In a four show run that will begin on Friday, March 4, Opera Vivente is slated to present Handel’s opera Rinaldo. The commonly performed version of the opera is the 1711 version; however, John Bowen, Vivente’s general director says that “the 1731 revision “remains a genuine rarity and this is, we believe, the premiere performance in the United States.” In a characteristically bold move, Vivente will perform the 1731 version.
According to Bowen, the rationale behind producing this rarity is not merely novelty. Rather, Opera Vivente’s productions are subject to the limitations of their performance space (the Grand Hall at Emmanuel Episcopal Church in Baltimore’s Mount Vernon neighborhood) and their budget (hardly that of a traditional grand opera company). Therefore, Bowen took into consideration that Handel faced comparable limitations in 1731 when he revised Rinaldo. His theatre faced budgetary restrictions, and the audience of the day preferred less visual spectacle than they had twenty years earlier. With this in mind, Handel scaled back the opera to make it more amenable to the circumstances of the time. Vivente’s production, therefore, makes sense historically as well as fiscally.
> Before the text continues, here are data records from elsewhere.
impl<T: Transport> LinearConnector<T> {
    /// Create a connector; the client's dry-run switch follows
    /// `options.linear_dry_run`
    pub fn new(mut interface: LinearInterface<T>, options: ConnectorOptions) -> Self {
        interface.client_mut().set_dry_run(options.linear_dry_run);
        Self {
            interface,
            options,
            evidence: MigrationEvidence::new(),
        }
    }

    pub fn options(&self) -> &ConnectorOptions {
        &self.options
    }

    pub fn interface(&self) -> &LinearInterface<T> {
        &self.interface
    }

    /// Items migrated so far in this run
    pub fn evidence(&self) -> &MigrationEvidence {
        &self.evidence
    }

    pub fn set_linear_dry_run(&mut self, dry_run: bool) {
        self.options.linear_dry_run = dry_run;
        self.interface.client_mut().set_dry_run(dry_run);
    }

    pub fn set_gitlab_dry_run(&mut self, dry_run: bool) {
        self.options.gitlab_dry_run = dry_run;
    }

    pub fn set_team_label_prefix(&mut self, prefix: impl Into<String>) {
        self.options.team_label_prefix = prefix.into();
    }

    /// Migrate one item
    ///
    /// Returns `None` when issue creation was suppressed by dry-run; nothing
    /// after the creation step runs in that case.
    pub async fn import_issue<I: SourceItem + ?Sized>(
        &mut self,
        item: &I,
        set_state: bool,
        project_name: Option<&str>,
    ) -> Result<Option<CreatedIssue>> {
        info!(url = %item.resource().web_url, kind = %item.kind(), "Importing item");

        let team = self.fetch_team(item).await?;
        let label_ids = self.label_ids(item.labels(), &team.id).await?;
        let input = self
            .prepare_issue_input(item, label_ids, &team, project_name, set_state)
            .await?;

        let Some(created) = self.interface.create_issue(&input).await? else {
            info!(title = %input.title, "Issue creation skipped");
            return Ok(None);
        };
        info!(id = %created.id, url = %created.url, "Created Linear issue");

        if item.kind().supports_cross_references() {
            self.import_merge_request_links(item, &created.id).await?;
        }

        let discussions = item.discussions().await?;
        self.import_comments(&discussions, &created.id).await?;

        self.handle_post_creation_tasks(item, &created, input.parent_id.as_deref(), input.label_ids)
            .await?;

        Ok(Some(created))
    }

    /// Replay discussion threads as Linear comments
    ///
    /// Only threads with at least one note and no system notes are copied.
    /// Every reply is attached to the thread's first comment, so deeper
    /// reply chains come out one level deep.
    pub async fn import_comments(&self, discussions: &[Discussion], issue_id: &str) -> Result<()> {
        for discussion in discussions.iter().filter(|d| d.is_human()) {
            let Some((root, replies)) = discussion.notes.split_first() else {
                continue;
            };

            let parent = self.create_comment_from_note(root, issue_id, None).await?;
            let parent_id = parent.map(|c| c.id);

            for reply in replies {
                self.create_comment_from_note(reply, issue_id, parent_id.as_deref())
                    .await?;
            }
        }

        Ok(())
    }

    async fn create_comment_from_note(
        &self,
        note: &Note,
        issue_id: &str,
        parent_id: Option<&str>,
    ) -> Result<Option<CreatedComment>> {
        self.interface
            .create_comment(&CommentCreateInput {
                body: note.body.clone(),
                issue_id: issue_id.to_string(),
                parent_id: parent_id.map(str::to_string),
                create_as_user: Some(note.author.name.clone()),
                created_at: note.created_at,
            })
            .await
    }

    async fn fetch_team<I: SourceItem + ?Sized>(&self, item: &I) -> Result<Team> {
        let team_label = team_label(item.labels(), &self.options.team_label_prefix);
        let team_name = format!(
            "{}: {}",
            self.options.team_label_prefix,
            team_label.unwrap_or_default()
        );
        debug!(team = %team_name, "Resolving team");
        self.interface.get_team_by_name(&team_name).await
    }

    async fn label_ids(&self, labels: &[String], team_id: &str) -> Result<Vec<String>> {
        let mut names = flatten_labels(labels);
        names.push(self.options.in_progress_label().to_string());
        self.interface.list_labels(&names, team_id).await
    }

    async fn prepare_issue_input<I: SourceItem + ?Sized>(
        &self,
        item: &I,
        label_ids: Vec<String>,
        team: &Team,
        project_name: Option<&str>,
        set_state: bool,
    ) -> Result<IssueCreateInput> {
        let resource = item.resource();

        Ok(IssueCreateInput {
            title: format_title(&resource.title, project_name),
            team_id: team.id.clone(),
            description: resource.description.as_deref().map(strip_html_comments),
            create_as_user: resource.author.name.clone(),
            assignee_id: self.determine_assignee_id(item).await?,
            state_id: determine_state_id(item, team, set_state),
            parent_id: self.determine_epic_id(item).await?,
            created_at: resource.created_at,
            label_ids,
            due_date: resource.due_date,
            sort_order: resource.weight.map(|w| w as f64),
        })
    }

    async fn determine_assignee_id<I: SourceItem + ?Sized>(&self, item: &I) -> Result<Option<String>> {
        let Some(assignee) = item.resource().assignees.first() else {
            return Ok(None);
        };
        self.interface
            .get_user_id_by_email(assignee.email.as_deref())
            .await
    }

    /// Linear id of the parent epic: this run's evidence first, then a
    /// search for an issue migrated from the epic's URL
    async fn determine_epic_id<I: SourceItem + ?Sized>(&self, item: &I) -> Result<Option<String>> {
        let Some(epic) = item.resource().epic.as_ref() else {
            return Ok(None);
        };

        if let Some(id) =
            self.evidence
                .find_destination_id(SourceKind::Epic, epic.id, DestinationKind::Issue)
        {
            debug!(epic = epic.id, linear_id = %id, "Parent epic migrated in this run");
            return Ok(Some(id.to_string()));
        }

        match item.epic_url() {
            Some(url) => self.interface.find_issue_by_source_url(&url).await,
            None => Ok(None),
        }
    }

    async fn import_merge_request_links<I: SourceItem + ?Sized>(
        &self,
        item: &I,
        issue_id: &str,
    ) -> Result<()> {
        for mr in item.related_merge_requests().await? {
            self.interface
                .create_merge_request_link(&AttachmentLinkMergeRequestInput {
                    issue_id: issue_id.to_string(),
                    url: mr.web_url,
                    project_path_with_namespace: mr.project_path,
                    number: mr.iid,
                    title: mr.title,
                })
                .await?;
        }
        Ok(())
    }

    async fn handle_post_creation_tasks<I: SourceItem + ?Sized>(
        &mut self,
        item: &I,
        created: &CreatedIssue,
        parent_id: Option<&str>,
        label_ids: Vec<String>,
    ) -> Result<()> {
        let resource = item.resource();

        self.handle_missing_parent_issue(item, &created.id, parent_id)
            .await?;

        self.create_migration_comment(
            &created.id,
            compile_migration_notes(&resource.web_url, item.labels()),
        )
        .await?;

        self.interface
            .create_url_link(&AttachmentLinkUrlInput {
                issue_id: created.id.clone(),
                url: resource.web_url.clone(),
                title: Some(format!("Original issue in GitLab: {}", resource.title)),
            })
            .await?;

        self.evidence.record(EvidenceRecord {
            source_kind: item.kind(),
            source_id: resource.id,
            destination_kind: DestinationKind::Issue,
            destination_id: created.id.clone(),
            source_url: resource.web_url.clone(),
            destination_url: created.url.clone(),
        });

        self.update_linear_labels(&created.id, label_ids).await
    }

    async fn handle_missing_parent_issue<I: SourceItem + ?Sized>(
        &self,
        item: &I,
        issue_id: &str,
        parent_id: Option<&str>,
    ) -> Result<()> {
        let (Some(epic), None) = (item.resource().epic.as_ref(), parent_id) else {
            return Ok(());
        };
        let epic_url = format!("{}{}", item.host_url(), epic.url);

        info!(epic = %epic_url, "Parent epic not migrated");

        self.create_migration_comment(
            issue_id,
            format!(
                "The original issue in GitLab has an epic that was not migrated to Linear. Epic in GitLab: {}",
                epic_url
            ),
        )
        .await?;

        self.interface
            .create_url_link(&AttachmentLinkUrlInput {
                issue_id: issue_id.to_string(),
                url: epic_url,
                title: Some(format!("Epic in GitLab: {}", epic.title)),
            })
            .await?;

        Ok(())
    }

    async fn create_migration_comment(&self, issue_id: &str, body: String) -> Result<()> {
        self.interface
            .create_comment(&CommentCreateInput {
                body,
                issue_id: issue_id.to_string(),
                parent_id: None,
                create_as_user: Some(MIGRATION_AUTHOR.to_string()),
                created_at: None,
            })
            .await?;
        Ok(())
    }

    /// Swap the in-progress marker for the migrated marker
    async fn update_linear_labels(&self, issue_id: &str, mut label_ids: Vec<String>) -> Result<()> {
        if let Some(in_progress) = self
            .interface
            .find_label(self.options.in_progress_label())
            .await?
        {
            label_ids.retain(|id| *id != in_progress);
        }

        if let Some(migrated) = self
            .interface
            .find_label(self.options.migrated_label())
            .await?
        {
            label_ids.push(migrated);
        }

        self.interface.update_labels(issue_id, &label_ids).await?;
        Ok(())
    }
}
According to Vivente’s press release, the plot of Rinaldo is as follows:
Rinaldo takes place during the time of the Crusades. Rinaldo has been promised the hand of Almirena, daughter of the General of the Crusade force, Goffredo, if the city is conquered. Meanwhile, the Muslim Argante and his mistress Armida, Queen of Damascus, thwart those plans by abducting Almirena. Rinaldo sets off in pursuit and is himself captured. With the intervention of a Magician and sundry Spirits, Goffredo eventually restores order and frees Rinaldo who, in the final battle, swings the balance in favor of the Christians. Rinaldo and Almirena are reunited; Argante and Armida are captured and convert to Christianity.
The plot seems frankly as dated and hairbrained as those of the stereotypical opera of which prospective audiences have been famously wary for decades. However, Handel, a master at pleasing his audiences, picked favorite arias from several of his earlier operas, including Lotario, Partenope, Giulio Cesare, and Admeto, and inserted them into Rinaldo in 1731 in an effort to keep the crowds satisfied.
Rinaldo’s cast will include Daniel Bubeck as Rinaldo, Leah Inger as Almirena, Rebecca Ringle as Armida, Douglas Dodson as Argante, Scott Mello as Goffredo, Jason Epps as the Christian Magician, and Sarah Mahon and Emily McCullough as Sirens. Accompanying the singers will be the outstanding period instrument ensemble Harmonious Blacksmith, under the direction of Joseph Gascho. The production, which, as always with Vivente, will be in English, will be directed by John Bowen.
Performances will take place in the Great Hall at Emmanuel Episcopal Church (811 Cathedral St, Baltimore) on Friday, March 4, Thursday March 10, and Saturday, March 12 at 7:30 p.m. and Sunday, March 6 at 3 p.m. Tickets range from $30 to $75 and are available via phone at (410) 547-7997 or online at operavivente.org. For additional information, follow Vivente on Twitter at @operavivente.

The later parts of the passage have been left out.